I’ve been reading Ray Dalio’s latest book Principles for Dealing with the Changing World Order. It’s a devastating analysis of the cyclical rise and fall of economic powers, and it’s hard to avoid the conclusion that the U.S. is in the declining phase of a cycle that has been repeated over and over throughout history.
For better or worse, the U.S. has been in a unique position of power for eighty years – since WWII. Today we’re in the late stages of an economic power cycle where we’re borrowing beyond our means to help people feel like things are OK, even though they aren’t. We can’t borrow our way into prosperity indefinitely.
It’s unreal how trillions of dollars today ebb and flow based on words from the high priests of monetary and fiscal policy. It has little to do with the real economy. It’s all narrative and propaganda designed to mask the growing risks.
There’s a word for this. It’s called gaslighting. We’re being told: “Everything’s OK and those feelings you’re having about things being not OK, well, they’re not real and they’ll eventually go away.”
You want a wake-up call for the kind of declines that are taking place behind the façade of American prosperity? According to The Wall Street Journal, “Nearly three out of five high-school girls in the U.S. who were surveyed reported feelings of persistent sadness or hopelessness in 2021, a roughly 60% increase over the past decade, new research from the Centers for Disease Control and Prevention found.”
It’s happening everywhere. It’s happening in markets. It’s happening with teenage girls. People don’t know what’s up or what’s down anymore. It’s hard to feel good about where you’re going when you can’t ever get your bearings.
Dalio has studied economic cycles going back 500 years now. He has identified 18 stages of the rise and fall of a world economic power. Here is Dalio’s picture of the 18 stages of world powers:
The column on the right with all the characteristics of a declining world economic power should be a pretty sobering thing for any American to look at. We have large debts. We are printing money. We have internal conflict. We have weak leadership. We still enjoy the world’s dominant reserve currency, thankfully. If we were to ever lose that exorbitant privilege, I could see civil war and revolution entering the picture.
It’s all a bit bleak and dark, I know, but there is a silver lining. We’re going through this decline because we’ve been so successful over the past 80 years. We’ve accumulated enormous power and wealth, and we’ve still got a lot to rebuild upon – if we manage the decline phase cooperatively and intelligently.
This economic cycle is natural and largely inevitable. We start scrappy, lean, and competitive. We accumulate power and wealth. We get fat and complacent. We lose power and wealth. We start to fight with our neighbors to maintain our standard of living while the pie shrinks. It’s all very predictable!

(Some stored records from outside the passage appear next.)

//! Action endpoints.

use serde_json::json;

use crate::domain::{
    NewEvent, NewJob, NewProject, NewProtocolRun, Project, ProtocolRun, ProtocolStatus, ProtocolUpdate, QaPolicy,
    RuntimeState, StepRun, StepStatus, StepUpdate, event_types,
};
use crate::error::{ProtoflowError, Result};
use crate::orchestrator::{Orchestrator, join_states};

impl Orchestrator {
    pub fn create_project(&self, new: NewProject) -> Result<Project> {
        let project = self.store.create_project(new)?;
        log::info!("Created project {} ({})", project.id, project.name);
        Ok(project)
    }

    pub fn create_protocol_run(&self, new: NewProtocolRun) -> Result<ProtocolRun> {
        self.store.project(new.project_id)?;
        let run = self.store.create_protocol_run(new)?;
        self.store.append_event(NewEvent::protocol(
            event_types::PROTOCOL_CREATED,
            run.id,
            format!("Created protocol {}", run.protocol_name),
        ))?;
        log::info!("Created protocol run {} ({})", run.id, run.protocol_name);
        Ok(run)
    }

    /// Move a protocol to `planning` and enqueue its planning job.
    pub async fn start(&self, protocol_run_id: i64, expected: Option<ProtocolStatus>) -> Result<ProtocolRun> {
        let run = self.store.protocol_run(protocol_run_id)?;
        self.guard_protocol(
            &run,
            expected,
            &[ProtocolStatus::Pending, ProtocolStatus::Planned, ProtocolStatus::Blocked],
            "start",
        )?;

        let planning = self.set_protocol(&run, ProtocolUpdate::to(ProtocolStatus::Planning), "start")?;
        let job = NewJob::plan_protocol(&planning);
        self.store.append_event(
            NewEvent::protocol(event_types::PLANNING_ENQUEUED, run.id, "Planning enqueued")
                .with_metadata(json!({ "idempotency_key": job.idempotency_key })),
        )?;
        self.queue.enqueue(job).await?;
        self.store.protocol_run(run.id)
    }

    /// Run the first step that is not completed yet.
    ///
    /// Returns `None` when every step is done; the protocol is completed then.
    pub async fn run_next_step(
        &self,
        protocol_run_id: i64,
        expected: Option<ProtocolStatus>,
    ) -> Result<Option<StepRun>> {
        let run = self.store.protocol_run(protocol_run_id)?;
        self.guard_protocol(
            &run,
            expected,
            &[ProtocolStatus::Planned, ProtocolStatus::Running, ProtocolStatus::Blocked],
            "run_next_step",
        )?;

        let steps = self.store.list_step_runs(run.id)?;
        let Some(next) = steps.into_iter().find(|s| !s.status.is_terminal()) else {
            let run = self.ensure_protocol_running(&run, "run_next_step")?;
            self.advance(run.id).await?;
            return Ok(None);
        };
        if !next.status.is_runnable() {
            return Err(self.rejected(
                run.id,
                Some(next.id),
                "run_next_step",
                ProtoflowError::StateConflict {
                    entity: "step_run",
                    id: next.id,
                    expected: join_states(&[StepStatus::Pending, StepStatus::Failed, StepStatus::Blocked]),
                    actual: next.status.to_string(),
                },
            ));
        }
        let status = next.status;
        self.run_step(next.id, Some(status)).await.map(Some)
    }

    /// Move a step to `running` and enqueue its execution.
    pub async fn run_step(&self, step_run_id: i64, expected: Option<StepStatus>) -> Result<StepRun> {
        let step = self.store.step_run(step_run_id)?;
        let run = self.store.protocol_run(step.protocol_run_id)?;
        self.guard_protocol(
            &run,
            None,
            &[ProtocolStatus::Planned, ProtocolStatus::Running, ProtocolStatus::Blocked],
            "run",
        )?;
        self.guard_step(
            &step,
            expected,
            &[StepStatus::Pending, StepStatus::Failed, StepStatus::Blocked],
            "run",
        )?;

        self.ensure_protocol_running(&run, "run")?;
        let running = self.set_step(&step, StepUpdate::to(StepStatus::Running), "run")?;
        self.enqueue_execution(&running).await?;
        self.store.step_run(running.id)
    }

    /// Queue a QA evaluation for a step.
    ///
    /// The step is always written to `needs_qa` first so a repeated request
    /// gets a fresh job key.
    pub async fn run_qa(&self, step_run_id: i64, expected: Option<StepStatus>) -> Result<StepRun> {
        let step = self.store.step_run(step_run_id)?;
        let run = self.store.protocol_run(step.protocol_run_id)?;
        self.guard_step(
            &step,
            expected,
            &[StepStatus::Running, StepStatus::Failed, StepStatus::Blocked, StepStatus::NeedsQa],
            "run_qa",
        )?;
        self.ensure_protocol_running(&run, "run_qa")?;

        let needs_qa = self.set_step(&step, StepUpdate::to(StepStatus::NeedsQa), "run_qa")?;
        self.enqueue_qa(&needs_qa, "QA requested").await?;
        self.store.step_run(needs_qa.id)
    }

    /// Accept a step awaiting QA without running QA.
    pub async fn approve(&self, step_run_id: i64, expected: Option<StepStatus>) -> Result<StepRun> {
        let step = self.store.step_run(step_run_id)?;
        self.guard_step(&step, expected, &[StepStatus::NeedsQa], "approve")?;

        let completed = self.set_step(&step, StepUpdate::to(StepStatus::Completed), "approve")?;
        self.store.append_event(NewEvent::step(
            event_types::MANUAL_APPROVAL,
            step.protocol_run_id,
            step.id,
            format!("{} approved manually", step.step_name),
        ))?;

        let run = self.store.protocol_run(step.protocol_run_id)?;
        if run.status == ProtocolStatus::Blocked {
            self.ensure_protocol_running(&run, "approve")?;
        }
        self.advance(run.id).await?;
        self.store.step_run(completed.id)
    }

    /// Retry the latest failed or blocked step.
    ///
    /// This is the only action that clears loop counters.
    pub async fn retry_latest(&self, protocol_run_id: i64, expected: Option<ProtocolStatus>) -> Result<StepRun> {
        let run = self.store.protocol_run(protocol_run_id)?;
        self.guard_protocol(
            &run,
            expected,
            &[ProtocolStatus::Blocked, ProtocolStatus::Running],
            "retry",
        )?;

        let step = self
            .store
            .list_step_runs(run.id)?
            .into_iter()
            .rev()
            .find(|s| matches!(s.status, StepStatus::Failed | StepStatus::Blocked))
            .ok_or_else(|| ProtoflowError::not_found("retryable step_run", format!("protocol {}", run.id)))?;

        self.ensure_protocol_running(&run, "retry")?;
        let retries = step.retries + 1;
        let running = self.set_step(
            &step,
            StepUpdate::to(StepStatus::Running)
                .retries(retries)
                .runtime_state(RuntimeState::default()),
            "retry",
        )?;
        self.store.append_event(
            NewEvent::step(
                event_types::STEP_RETRY,
                run.id,
                step.id,
                format!("Retrying {} (attempt {})", step.step_name, retries),
            )
            .with_metadata(json!({ "retries": retries, "previous_status": step.status })),
        )?;
        self.enqueue_execution(&running).await?;
        self.store.step_run(running.id)
    }

    /// Cancel a protocol and every step that is not finished.
    pub fn cancel(&self, protocol_run_id: i64, expected: Option<ProtocolStatus>) -> Result<ProtocolRun> {
        let run = self.store.protocol_run(protocol_run_id)?;
        let open: Vec<ProtocolStatus> = ProtocolStatus::ALL.into_iter().filter(|s| !s.is_terminal()).collect();
        self.guard_protocol(&run, expected, &open, "cancel")?;

        let cancelled = self.set_protocol(&run, ProtocolUpdate::to(ProtocolStatus::Cancelled), "cancel")?;
        let mut steps_cancelled = 0;
        for step in self.store.list_step_runs(run.id)? {
            if step.status.is_terminal() {
                continue;
            }
            if self.cancel_step(step)? {
                steps_cancelled += 1;
            }
        }

        self.store.append_event(
            NewEvent::protocol(
                event_types::PROTOCOL_CANCELLED,
                run.id,
                format!("Cancelled with {} open step(s)", steps_cancelled),
            )
            .with_metadata(json!({ "previous_status": run.status, "steps_cancelled": steps_cancelled })),
        )?;
        log::info!("Protocol {} cancelled", run.id);
        Ok(cancelled)
    }

    /// A worker may move the step concurrently; re-read once on conflict.
    fn cancel_step(&self, step: StepRun) -> Result<bool> {
        let mut current = step;
        for _ in 0..2 {
            match self
                .store
                .update_step(current.id, current.status, StepUpdate::to(StepStatus::Cancelled))
            {
                Ok(_) => return Ok(true),
                Err(e) if e.is_conflict() => {
                    current = self.store.step_run(current.id)?;
                    if current.status.is_terminal() {
                        return Ok(false);
                    }
                }
                Err(e) => return Err(e),
            }
        }
        log::warn!("Step {} kept changing while cancelling", current.id);
        Ok(false)
    }

    pub fn pause(&self, protocol_run_id: i64, expected: Option<ProtocolStatus>) -> Result<ProtocolRun> {
        let run = self.store.protocol_run(protocol_run_id)?;
        self.guard_protocol(
            &run,
            expected,
            &[ProtocolStatus::Running, ProtocolStatus::Planned],
            "pause",
        )?;
        let paused = self.set_protocol(&run, ProtocolUpdate::to(ProtocolStatus::Paused), "pause")?;
        self.store.append_event(NewEvent::protocol(
            event_types::PROTOCOL_PAUSED,
            run.id,
            format!("Paused from {}", run.status),
        ))?;
        Ok(paused)
    }

    /// Resume a paused protocol and re-run whatever was in flight.
    ///
    /// Work discarded while paused is scheduled again: a running step is
    /// re-enqueued, a step awaiting `full` QA gets its QA job back and a
    /// pending step is started. Failed and blocked steps wait for `retry_latest`.
    pub async fn resume(&self, protocol_run_id: i64, expected: Option<ProtocolStatus>) -> Result<ProtocolRun> {
        let run = self.store.protocol_run(protocol_run_id)?;
        self.guard_protocol(&run, expected, &[ProtocolStatus::Paused], "resume")?;
        let running = self.set_protocol(&run, ProtocolUpdate::to(ProtocolStatus::Running), "resume")?;
        self.store.append_event(NewEvent::protocol(event_types::PROTOCOL_RESUMED, run.id, "Resumed"))?;

        let steps = self.store.list_step_runs(run.id)?;
        match steps.into_iter().find(|s| !s.status.is_terminal()) {
            Some(step) if step.status == StepStatus::Running => {
                // Same-status write bumps the version, giving the job a fresh key
                let bumped = self.set_step(&step, StepUpdate::to(StepStatus::Running), "resume")?;
                self.enqueue_execution(&bumped).await?;
            }
            Some(step) if step.status == StepStatus::NeedsQa && step.qa_policy == QaPolicy::Full => {
                let bumped = self.set_step(&step, StepUpdate::to(StepStatus::NeedsQa), "resume")?;
                self.enqueue_qa(&bumped, "QA re-enqueued on resume").await?;
            }
            Some(step) if step.status == StepStatus::Pending => {
                self.run_step(step.id, Some(StepStatus::Pending)).await?;
            }
            Some(_) => {}
            None => self.advance(running.id).await?,
        }
        self.store.protocol_run(running.id)
    }

    async fn enqueue_qa(&self, step: &StepRun, message: &str) -> Result<()> {
        let job = NewJob::run_qa(step);
        self.store.append_event(
            NewEvent::step(event_types::QA_ENQUEUED, step.protocol_run_id, step.id, message)
                .with_metadata(json!({ "idempotency_key": job.idempotency_key })),
        )?;
        self.queue.enqueue(job).await?;
        Ok(())
    }
}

So, what can we do about it? Well, the first thing that we can do is to acknowledge where we are in the cycle. If we can start by recognizing where we are instead of pretending we’re somewhere else, we have a chance to manage the decline and position ourselves (or at least our children) for the next rise.
If we continue to pretend that everything is OK when it isn’t, we risk a truly catastrophic decline – one from which it might be very difficult to recover. And, yes, we even risk civil war.
I don’t know what the exact answer is to the question of raising the debt ceiling limit, but I know that the answer is NOT, “Just keep raising it. Better yet, abolish it?” I also doubt that the answer is to go nuclear and send the federal government into default.
It’s time for us to sober up and to put away the bottle. (Did you see all those booze ads during the Super Bowl? Yikes!)
We have work to do. We can’t let our weak leaders continue to kick the can down the road anymore. We allow that to happen when we buy into their bite-size, cheap us-versus-them narratives.
We all have to start to give more than we take.